Many strokes could be prevented through healthy lifestyle changes and working with your health care team to control health conditions that raise your risk for stroke. Help prevent stroke by making healthy lifestyle choices:
Choose healthy foods and drinks. Be sure to eat plenty of fresh fruits, vegetables, lean protein, and drink water daily. Limiting salt (sodium) in your diet can also lower your blood pressure.
Keep a healthy weight. Having overweight or obesity increases your risk for stroke.
Physical activity can help you stay at a healthy weight and lower your cholesterol and blood pressure levels. For adults, the surgeon general recommends 2 hours and 30 minutes of moderate-intensity aerobic physical activity, such as a brisk walk, each week.
Cigarette smoking greatly increases your chances of having a stroke. If you don’t smoke, don’t start. If you do smoke, quitting will lower your risk.
Avoid drinking too much alcohol, which can raise your blood pressure.
Check your cholesterol. If you have high cholesterol, medicine and lifestyle changes can help lower your risk. Your doctor should test your cholesterol levels at least once every 5 years.

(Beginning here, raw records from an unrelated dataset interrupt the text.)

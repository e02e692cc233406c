//! JSON state file holding the registry snapshot between invocations.

use anyhow::{anyhow, Context, Result};
use avatar_registry::{Registry, RegistryConfig, RegistrySnapshot};
use fs2::FileExt;
use std::fs::{self, File, OpenOptions};
use std::io::Write;
use std::path::{Path, PathBuf};
use tracing::debug;

/// Hold on a state file for the lifetime of one command.
///
/// The lock file is never removed: another process may already have it open
/// and would otherwise lock an unlinked inode.
pub struct StateFile {
    path: PathBuf,
    lock: Option<File>,
}

impl StateFile {
    /// Exclusive hold for commands that write the registry back.
    pub fn acquire(path: &Path) -> Result<Self> {
        let dir = parent_dir(path);
        fs::create_dir_all(&dir)
            .with_context(|| format!("Failed to create state directory {}", dir.display()))?;

        let lock_path = lock_path(path);
        let lock = open_lock(&lock_path)?;

        if let Err(err) = FileExt::try_lock_exclusive(&lock) {
            return Err(anyhow!(
                "State file {} is locked by another process ({}). \
                 Stop the other invocation and retry.",
                path.display(),
                err
            ));
        }

        lock.set_len(0)?;
        writeln!(&lock, "pid={}", std::process::id())?;

        Ok(Self {
            path: path.to_path_buf(),
            lock: Some(lock),
        })
    }

    /// Shared hold for read-only commands. Touches nothing on disk when no
    /// state exists yet.
    pub fn acquire_shared(path: &Path) -> Result<Self> {
        if !path.exists() {
            return Ok(Self {
                path: path.to_path_buf(),
                lock: None,
            });
        }

        let lock = open_lock(&lock_path(path))?;
        if let Err(err) = FileExt::try_lock_shared(&lock) {
            return Err(anyhow!(
                "State file {} is being written by another process ({})",
                path.display(),
                err
            ));
        }

        Ok(Self {
            path: path.to_path_buf(),
            lock: Some(lock),
        })
    }

    /// Load the registry, or start an empty one if no state exists yet.
    pub fn load(&self, config: RegistryConfig) -> Result<Registry> {
        if !self.path.exists() {
            debug!(path = %self.path.display(), "no state file; starting empty registry");
            return Ok(Registry::new(config));
        }

        let data = fs::read_to_string(&self.path)
            .with_context(|| format!("Failed to read state file {}", self.path.display()))?;
        let snapshot = RegistrySnapshot::from_json(&data)
            .with_context(|| format!("Failed to parse state file {}", self.path.display()))?;
        let registry = Registry::from_snapshot(config, snapshot)?;
        debug!(
            path = %self.path.display(),
            avatars = registry.total_records(),
            "registry state loaded"
        );
        Ok(registry)
    }

    /// Write the registry atomically (temp file, fsync, then rename).
    pub fn save(&self, registry: &Registry) -> Result<()> {
        let json = registry.snapshot().to_json()?;
        let mut tmp = tempfile::NamedTempFile::new_in(parent_dir(&self.path))?;
        tmp.write_all(json.as_bytes())?;
        tmp.flush()?;
        tmp.as_file().sync_all()?;
        tmp.persist(&self.path)
            .with_context(|| format!("Failed to write state file {}", self.path.display()))?;
        debug!(path = %self.path.display(), "registry state saved");
        Ok(())
    }
}

impl Drop for StateFile {
    fn drop(&mut self) {
        if let Some(lock) = &self.lock {
            let _ = FileExt::unlock(lock);
        }
    }
}

fn lock_path(path: &Path) -> PathBuf {
    path.with_extension("lock")
}

fn open_lock(lock_path: &Path) -> Result<File> {
    OpenOptions::new()
        .create(true)
        .truncate(false)
        .read(true)
        .write(true)
        .open(lock_path)
        .with_context(|| format!("Failed to open lock file {}", lock_path.display()))
}

fn parent_dir(path: &Path) -> PathBuf {
    match path.parent() {
        Some(parent) if !parent.as_os_str().is_empty() => parent.to_path_buf(),
        _ => PathBuf::from("."),
    }
}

Talk with your health care team about this simple blood test.
High blood pressure usually has no symptoms, so be sure to have it checked on a regular basis. You can check your blood pressure at home, at a doctor’s office, or at a pharmacy. If you have high blood pressure, your doctor might prescribe medicine, lifestyle or dietary changes.
Control diabetes. If your doctor thinks you have symptoms of diabetes, he or she may recommend that you get tested. If you have diabetes, check your blood sugar levels regularly.
Treat heart disease. If you have certain heart conditions, such as coronary artery disease or atrial fibrillation (irregular heartbeat), your health care team may recommend medical treatment or surgery.
Take your medicine(s). If you take medicine to treat heart disease, high cholesterol, high blood pressure, or diabetes, follow your physician’s instructions carefully. Never stop taking your medicine without first talking to your physician or pharmacist.
Discuss your treatment plan regularly with your health care team as well as your loved ones. Always ask questions if you don’t understand something. Keep everyone updated on your overall health and daily routines.